Acquis d'apprentissage

A l'issue des quatre années de Master, grâce à l'enseignement théorique (donné principalement en Master 1 et en Master 2) qui est toujours associé à de très nombreux stages cliniques (essentiellement en Master 3 et en Master 4), l'étudiant a acquis les connaissances fondamentales dans les différents domaines de l'Art Médical. Par le biais des séances d'ARC (Apprentissage au Raisonnement Clinique), d'enseignements cliniques et d'ARPc (Apprentissage à la Résolution de Problèmes complexes), il a, en plus, appris à structurer un plan de traitement global chez un patient et à établir un schéma de travail rationnel permettant de le mener à bien.

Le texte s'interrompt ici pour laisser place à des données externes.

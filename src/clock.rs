//! Clock Module
//!
//! Source of "now" in Unix milliseconds. Injected so expiry and window logic
//! can run against simulated time.

use std::fmt::Debug;
use std::sync::atomic::{AtomicI64, Ordering};

use chrono::Utc;

/// Supplies the current instant as Unix milliseconds.
pub trait Clock: Send + Sync + Debug {
    fn now_ms(&self) -> i64;
}

/// Wall clock backed by `chrono::Utc`.
#[derive(Debug, Default, Clone, Copy)]
pub struct SystemClock;

impl Clock for SystemClock {
    fn now_ms(&self) -> i64 {
        Utc::now().timestamp_millis()
    }
}

/// Manually driven clock for simulations and tests.
#[derive(Debug, Default)]
pub struct ManualClock {
    now: AtomicI64,
}

impl ManualClock {
    pub fn new(start_ms: i64) -> Self {
        Self {
            now: AtomicI64::new(start_ms),
        }
    }

    /// Moves the clock forward by `ms` milliseconds.
    pub fn advance(&self, ms: i64) {
        self.now.fetch_add(ms, Ordering::SeqCst);
    }

    pub fn set(&self, now_ms: i64) {
        self.now.store(now_ms, Ordering::SeqCst);
    }
}

impl Clock for ManualClock {
    fn now_ms(&self) -> i64 {
        self.now.load(Ordering::SeqCst)
    }
}
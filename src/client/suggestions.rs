//! Habit suggestions

use serde_json::json;
use tracing::warn;

use crate::client::{normalize_text, AiClient};
use crate::error::AiError;
use crate::mediator::{CallOptions, Mediated};
use crate::models::{CallType, Suggestion, SuggestionRequest};

const SUGGESTION_KIND: &str = "habits";
const MAX_FALLBACK_SUGGESTIONS: usize = 3;

/// Goals and current habits to suggest around.
#[derive(Debug, Clone, Default, PartialEq)]
pub struct SuggestionContext {
    pub goals: Vec<String>,
    pub existing_habits: Vec<String>,
}

impl SuggestionContext {
    /// Sorted, de-duplicated, normalized goals joined by `,`, then `|` and a
    /// coarse bucket of how many habits already exist.
    pub fn cache_key(&self) -> String {
        let mut goals: Vec<String> = self
            .goals
            .iter()
            .map(|g| normalize_text(g))
            .filter(|g| !g.is_empty())
            .collect();
        goals.sort();
        goals.dedup();

        let bucket = match self.existing_habits.len() {
            0 => "none",
            1..=3 => "few",
            4..=7 => "some",
            _ => "many",
        };
        format!("{}|{}", goals.join(","), bucket)
    }
}

impl AiClient {
    /// Habit suggestions for the user's goals.
    ///
    /// Never fails and never returns an empty list.
    pub async fn habit_suggestions(&self, ctx: &SuggestionContext) -> Mediated<Vec<Suggestion>> {
        self.habit_suggestions_with_options(ctx, CallOptions::default()).await
    }

    /// Same as [`AiClient::habit_suggestions`] with explicit cache and rate-limit switches.
    pub async fn habit_suggestions_with_options(
        &self,
        ctx: &SuggestionContext,
        options: CallOptions,
    ) -> Mediated<Vec<Suggestion>> {
        let transport = self.transport.clone();
        let request = SuggestionRequest {
            kind: SUGGESTION_KIND.to_string(),
            context: json!({
                "goals": ctx.goals,
                "existingHabits": ctx.existing_habits,
            }),
        };

        let result = self
            .mediator
            .call(
                CallType::Suggestions,
                &ctx.cache_key(),
                || async move {
                    let suggestions = transport.suggestions(request).await?;
                    if suggestions.is_empty() {
                        return Err(AiError::MalformedResponse(
                            "no suggestions returned".to_string(),
                        ));
                    }
                    Ok(suggestions)
                },
                options,
            )
            .await;

        result.unwrap_or_else(|e| {
            warn!(error = %e, "Suggestion call failed, using local suggestions");
            Mediated::fresh(fallback_suggestions(ctx))
        })
    }
}

fn suggestion(title: &str, description: &str, category: &str, frequency: &str) -> Suggestion {
    Suggestion {
        title: title.to_string(),
        description: description.to_string(),
        category: Some(category.to_string()),
        frequency: Some(frequency.to_string()),
    }
}

/// Template suggestion for one normalized goal, chosen by keyword.
fn suggestion_for_goal(goal: &str) -> Suggestion {
    let has = |words: &[&str]| words.iter().any(|w| goal.contains(w));

    if has(&["fit", "exercise", "run", "gym", "weight", "health"]) {
        suggestion(
            "Take a 20-minute walk",
            "Low-effort movement that is easy to repeat every day.",
            "fitness",
            "daily",
        )
    } else if has(&["sleep", "rest", "tired"]) {
        suggestion(
            "Screens off 30 minutes before bed",
            "A wind-down routine makes falling asleep easier.",
            "sleep",
            "daily",
        )
    } else if has(&["read", "learn", "study", "book"]) {
        suggestion(
            "Read 10 pages",
            "Small, steady reading adds up to several books a year.",
            "learning",
            "daily",
        )
    } else if has(&["stress", "calm", "mind", "anxiety", "focus"]) {
        suggestion(
            "Five minutes of deep breathing",
            "A short pause to reset your attention.",
            "mindfulness",
            "daily",
        )
    } else if has(&["money", "save", "budget", "finance"]) {
        suggestion(
            "Log today's spending",
            "Knowing where money goes is the first step to saving it.",
            "finance",
            "daily",
        )
    } else {
        Suggestion {
            title: format!("Spend 10 minutes on \"{}\"", goal),
            description: "A small daily block keeps the goal moving forward.".to_string(),
            category: None,
            frequency: Some("daily".to_string()),
        }
    }
}

fn default_suggestions() -> Vec<Suggestion> {
    vec![
        suggestion(
            "Drink a glass of water after waking up",
            "An easy win to start the day.",
            "health",
            "daily",
        ),
        suggestion(
            "Plan tomorrow's top task",
            "Two minutes in the evening saves time in the morning.",
            "productivity",
            "daily",
        ),
        suggestion(
            "Take a 20-minute walk",
            "Low-effort movement that is easy to repeat every day.",
            "fitness",
            "3x per week",
        ),
    ]
}

fn fallback_suggestions(ctx: &SuggestionContext) -> Vec<Suggestion> {
    let existing: Vec<String> = ctx.existing_habits.iter().map(|h| normalize_text(h)).collect();
    let is_new = |s: &Suggestion| !existing.contains(&normalize_text(&s.title));

    let mut goals: Vec<String> = ctx
        .goals
        .iter()
        .map(|g| normalize_text(g))
        .filter(|g| !g.is_empty())
        .collect();
    goals.sort();
    goals.dedup();

    let mut picked: Vec<Suggestion> = Vec::new();
    for candidate in goals.iter().map(|g| suggestion_for_goal(g)).chain(default_suggestions()) {
        if picked.len() >= MAX_FALLBACK_SUGGESTIONS {
            break;
        }
        if is_new(&candidate) && !picked.iter().any(|p| p.title == candidate.title) {
            picked.push(candidate);
        }
    }

    if picked.is_empty() {
        picked.push(suggestion(
            "Reflect on one thing that went well today",
            "A one-line journal entry to close the day.",
            "mindfulness",
            "daily",
        ));
    }
    picked
}

#[cfg(test)]
mod tests {
    use super::*;
    use crate::client::testing::ScriptedTransport;
    use crate::mediator::CallMediator;
    use std::sync::Arc;

    fn context(goals: &[&str], habits: &[&str]) -> SuggestionContext {
        SuggestionContext {
            goals: goals.iter().map(|s| s.to_string()).collect(),
            existing_habits: habits.iter().map(|s| s.to_string()).collect(),
        }
    }

    #[test]
    fn test_cache_key_ignores_order_case_and_spacing() {
        let a = context(&["Sleep better", "run  a 5k"], &["Walk"]);
        let b = context(&["Run a 5K", " sleep better", "sleep better"], &["Read"]);
        assert_eq!(a.cache_key(), b.cache_key());
        assert_eq!(a.cache_key(), "run a 5k,sleep better|few");
    }

    #[test]
    fn test_cache_key_habit_buckets() {
        assert!(context(&["x"], &[]).cache_key().ends_with("|none"));
        assert!(context(&["x"], &["a"; 5]).cache_key().ends_with("|some"));
        assert!(context(&["x"], &["a"; 9]).cache_key().ends_with("|many"));
    }

    #[test]
    fn test_fallback_matches_goal_keywords() {
        let picked = fallback_suggestions(&context(&["Get fit", "Read more books"], &[]));
        assert_eq!(picked.len(), 3);
        assert_eq!(picked[0].category.as_deref(), Some("fitness"));
        assert_eq!(picked[1].category.as_deref(), Some("learning"));
    }

    #[test]
    fn test_fallback_skips_existing_habits() {
        let picked = fallback_suggestions(&context(&["exercise"], &["take a 20-minute walk"]));
        assert!(picked.iter().all(|s| s.title != "Take a 20-minute walk"));
        assert!(!picked.is_empty());
    }

    #[test]
    fn test_fallback_without_goals_uses_defaults() {
        let picked = fallback_suggestions(&SuggestionContext::default());
        assert_eq!(picked, default_suggestions());
    }

    #[test]
    fn test_fallback_generic_goal() {
        let picked = fallback_suggestions(&context(&["Learn Portuguese"], &[]));
        assert_eq!(picked[0].category.as_deref(), Some("learning"));

        let picked = fallback_suggestions(&context(&["Garden"], &[]));
        assert_eq!(picked[0].title, "Spend 10 minutes on \"garden\"");
    }

    #[tokio::test]
    async fn test_remote_suggestions_are_cached() {
        let remote = vec![Suggestion {
            title: "Stretch".to_string(),
            description: String::new(),
            category: None,
            frequency: None,
        }];
        let transport = Arc::new(ScriptedTransport {
            suggestions: Some(remote.clone()),
            ..ScriptedTransport::default()
        });
        let client = AiClient::new(CallMediator::in_memory(), transport.clone());

        let first = client.habit_suggestions(&context(&["Flexibility"], &[])).await;
        let second = client.habit_suggestions(&context(&["flexibility "], &[])).await;

        assert_eq!(first.data, remote);
        assert!(second.from_cache);
        assert_eq!(transport.calls(), 1);
    }

    #[tokio::test]
    async fn test_skip_cache_calls_every_time() {
        let transport = Arc::new(ScriptedTransport {
            suggestions: Some(vec![Suggestion {
                title: "Stretch".to_string(),
                description: String::new(),
                category: None,
                frequency: None,
            }]),
            ..ScriptedTransport::default()
        });
        let client = AiClient::new(CallMediator::in_memory(), transport.clone());
        let ctx = context(&["Flexibility"], &[]);

        for _ in 0..2 {
            let result = client
                .habit_suggestions_with_options(&ctx, CallOptions::skip_cache())
                .await;
            assert!(!result.from_cache);
        }

        assert_eq!(transport.calls(), 2);
        assert_eq!(client.mediator().cache_stats().await.size, 0);
    }

    #[tokio::test]
    async fn test_empty_remote_list_falls_back() {
        let transport = Arc::new(ScriptedTransport {
            suggestions: Some(vec![]),
            ..ScriptedTransport::default()
        });
        let client = AiClient::new(CallMediator::in_memory(), transport);

        let result = client.habit_suggestions(&context(&["sleep"], &[])).await;

        assert!(!result.from_cache);
        assert_eq!(result.data[0].category.as_deref(), Some("sleep"));
        assert_eq!(client.mediator().cache_stats().await.size, 0);
    }
}
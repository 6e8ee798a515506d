//! Response Cache Module
//!
//! TTL-based, type-partitioned, size-bounded cache of AI call results,
//! persisted to a [`KeyValueStore`] after every mutation.
//!
//! Eviction removes the entry with the oldest creation `timestamp`. Reads do
//! not refresh an entry's position, so a lookup never has to write; the cost
//! is that a frequently read but old entry is evicted before a fresher one.

use std::collections::HashMap;
use std::sync::Arc;

use serde::de::DeserializeOwned;
use serde::Serialize;
use serde_json::Value;
use tracing::{debug, warn};

use crate::cache::{CacheEntry, CacheKey, CacheStats};
use crate::clock::Clock;
use crate::config::CacheConfig;
use crate::error::StorageError;
use crate::models::CallType;
use crate::storage::{KeyValueStore, CACHE_STORAGE_KEY};

// == Response Cache ==
/// Cache of prior call results keyed by `(call type, input digest)`.
pub struct ResponseCache {
    /// Entries keyed by rendered [`CacheKey`]
    entries: HashMap<String, CacheEntry>,
    /// Hit/miss/eviction counters
    stats: CacheStats,
    config: CacheConfig,
    storage: Arc<dyn KeyValueStore>,
    clock: Arc<dyn Clock>,
}

impl ResponseCache {
    // == Constructor ==
    /// Creates a cache and hydrates it from durable storage.
    ///
    /// Expired or malformed persisted entries are dropped. A storage or
    /// parse failure is logged and the cache starts empty.
    pub fn new(
        config: CacheConfig,
        storage: Arc<dyn KeyValueStore>,
        clock: Arc<dyn Clock>,
    ) -> Self {
        let mut cache = Self {
            entries: HashMap::new(),
            stats: CacheStats::new(),
            config,
            storage,
            clock,
        };

        match cache.load() {
            Ok(entries) => {
                debug!("Response cache hydrated with {} entries", entries.len());
                cache.entries = entries;
            }
            Err(e) => warn!(error = %e, "Failed to load response cache, starting empty"),
        }

        cache
    }

    fn load(&self) -> Result<HashMap<String, CacheEntry>, StorageError> {
        let Some(raw) = self.storage.read(CACHE_STORAGE_KEY)? else {
            return Ok(HashMap::new());
        };

        let stored: HashMap<String, Value> = serde_json::from_str(&raw)?;
        let now = self.clock.now_ms();
        let mut entries = HashMap::with_capacity(stored.len());
        let mut discarded = 0usize;

        for (key, value) in stored {
            let entry = match serde_json::from_value::<CacheEntry>(value) {
                Ok(entry) => entry,
                Err(_) => {
                    discarded += 1;
                    continue;
                }
            };
            if CacheKey::parse(&key).is_none() || !entry.is_well_formed() || entry.expires_at <= now
            {
                discarded += 1;
                continue;
            }
            entries.insert(key, entry);
        }

        if discarded > 0 {
            debug!("Discarded {} stale or malformed cache entries on load", discarded);
        }

        // Honour a bound that may have shrunk since the state was written.
        while entries.len() > self.config.max_entries {
            match oldest_key(&entries) {
                Some(key) => {
                    entries.remove(&key);
                }
                None => break,
            }
        }

        Ok(entries)
    }

    fn persist(&self) -> Result<(), StorageError> {
        let raw = serde_json::to_string(&self.entries)?;
        self.storage.write(CACHE_STORAGE_KEY, &raw)
    }

    fn persist_or_log(&self) {
        if let Err(e) = self.persist() {
            warn!(error = %e, "Failed to persist response cache");
        }
    }

    // == Get ==
    /// Returns the cached value for `(call_type, input)`.
    ///
    /// `None` on a miss, on an expired entry (which is evicted), or when the
    /// stored payload does not deserialize as `T`.
    pub fn get<T: DeserializeOwned>(&mut self, call_type: CallType, input: &str) -> Option<T> {
        let key = CacheKey::new(call_type, input).to_string();
        let now = self.clock.now_ms();

        let Some(entry) = self.entries.get(&key) else {
            self.stats.record_miss();
            debug!(key = %key, "Cache miss");
            return None;
        };

        if entry.is_expired(now) {
            self.entries.remove(&key);
            self.stats.record_miss();
            debug!(key = %key, "Cache entry expired");
            self.persist_or_log();
            return None;
        }

        match serde_json::from_value::<T>(entry.data.clone()) {
            Ok(value) => {
                self.stats.record_hit();
                debug!(key = %key, "Cache hit");
                Some(value)
            }
            Err(e) => {
                self.stats.record_miss();
                warn!(key = %key, error = %e, "Cached payload has unexpected shape");
                None
            }
        }
    }

    // == Set ==
    /// Stores `data` for `(call_type, input)` with the type's TTL.
    ///
    /// When inserting a new key into a full cache, the entry with the
    /// smallest creation timestamp is evicted first. Overwriting an existing
    /// key never evicts.
    pub fn set<T: Serialize>(&mut self, call_type: CallType, input: &str, data: &T) {
        let value = match serde_json::to_value(data) {
            Ok(value) => value,
            Err(e) => {
                warn!(
                    call_type = %call_type,
                    error = %e,
                    "Refusing to cache unserializable payload"
                );
                return;
            }
        };

        let key = CacheKey::new(call_type, input).to_string();

        if !self.entries.contains_key(&key) && self.entries.len() >= self.config.max_entries {
            if let Some(evicted) = oldest_key(&self.entries) {
                self.entries.remove(&evicted);
                self.stats.record_eviction();
                debug!(key = %evicted, "Evicted oldest cache entry");
            }
        }

        let entry = CacheEntry::new(value, self.clock.now_ms(), self.config.ttl_ms(call_type));
        self.entries.insert(key, entry);
        self.persist_or_log();
    }

    // == Remove ==
    /// Invalidates one entry. Returns true if it existed.
    pub fn remove(&mut self, call_type: CallType, input: &str) -> bool {
        let key = CacheKey::new(call_type, input).to_string();
        let removed = self.entries.remove(&key).is_some();
        if removed {
            self.persist_or_log();
        }
        removed
    }

    // == Clear ==
    /// Empties the cache and deletes its durable copy.
    pub fn clear(&mut self) {
        self.entries.clear();
        if let Err(e) = self.storage.remove(CACHE_STORAGE_KEY) {
            warn!(error = %e, "Failed to remove persisted response cache");
        }
    }

    // == Stats ==
    /// Returns occupancy per type plus lookup counters.
    pub fn stats(&self) -> CacheStats {
        let mut stats = CacheStats {
            hits: self.stats.hits,
            misses: self.stats.misses,
            evictions: self.stats.evictions,
            ..CacheStats::default()
        };
        for key in self.entries.keys() {
            let prefix = key.split_once('_').map_or(key.as_str(), |(prefix, _)| prefix);
            stats.count_type(prefix);
        }
        stats
    }

    pub fn len(&self) -> usize {
        self.entries.len()
    }

    pub fn is_empty(&self) -> bool {
        self.entries.is_empty()
    }
}

/// Key of the entry with the smallest creation timestamp.
fn oldest_key(entries: &HashMap<String, CacheEntry>) -> Option<String> {
    entries
        .iter()
        .min_by_key(|(_, entry)| entry.timestamp)
        .map(|(key, _)| key.clone())
}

L'étudiant est à même de :

  • Connaître et pratiquer la science médicale afin de dispenser des soins médicaux de qualité, adaptés aux données actuelles de la science et basés sur une pratique raisonnée
  • Eduquer un patient sur la nature de ses problèmes et en quoi la modification de ses habitudes de vie peut avoir un impact favorable sur sa santé ainsi que de mettre en place des stratégies de prévention primaire et secondaire
  • Communiquer avec le patient et son entourage ainsi qu'avec des confrères et collaborateurs paramédicaux
  • Collaborer dans le cadre d'une équipe médicale et de soins, et donc, d'interagir avec tous les membres de cette équipe
  • Gérer les ressources en privilégiant une utilisation efficace, pertinente et responsable des ressources mises à la disposition du corps médical pour le diagnostic, le traitement, le suivi, la prévention...
  • Respecter les règles de déontologie et d'éthique liées à la profession (être un praticien responsable) ;
  • Promouvoir la santé ;
  • Gérer sa propre formation afin d'être capable de solliciter à bon escient des avis complémentaires et de se documenter ainsi que de connaître toutes nouvelles avancées scientifiques et médicales, notamment grâce aux formations continuées.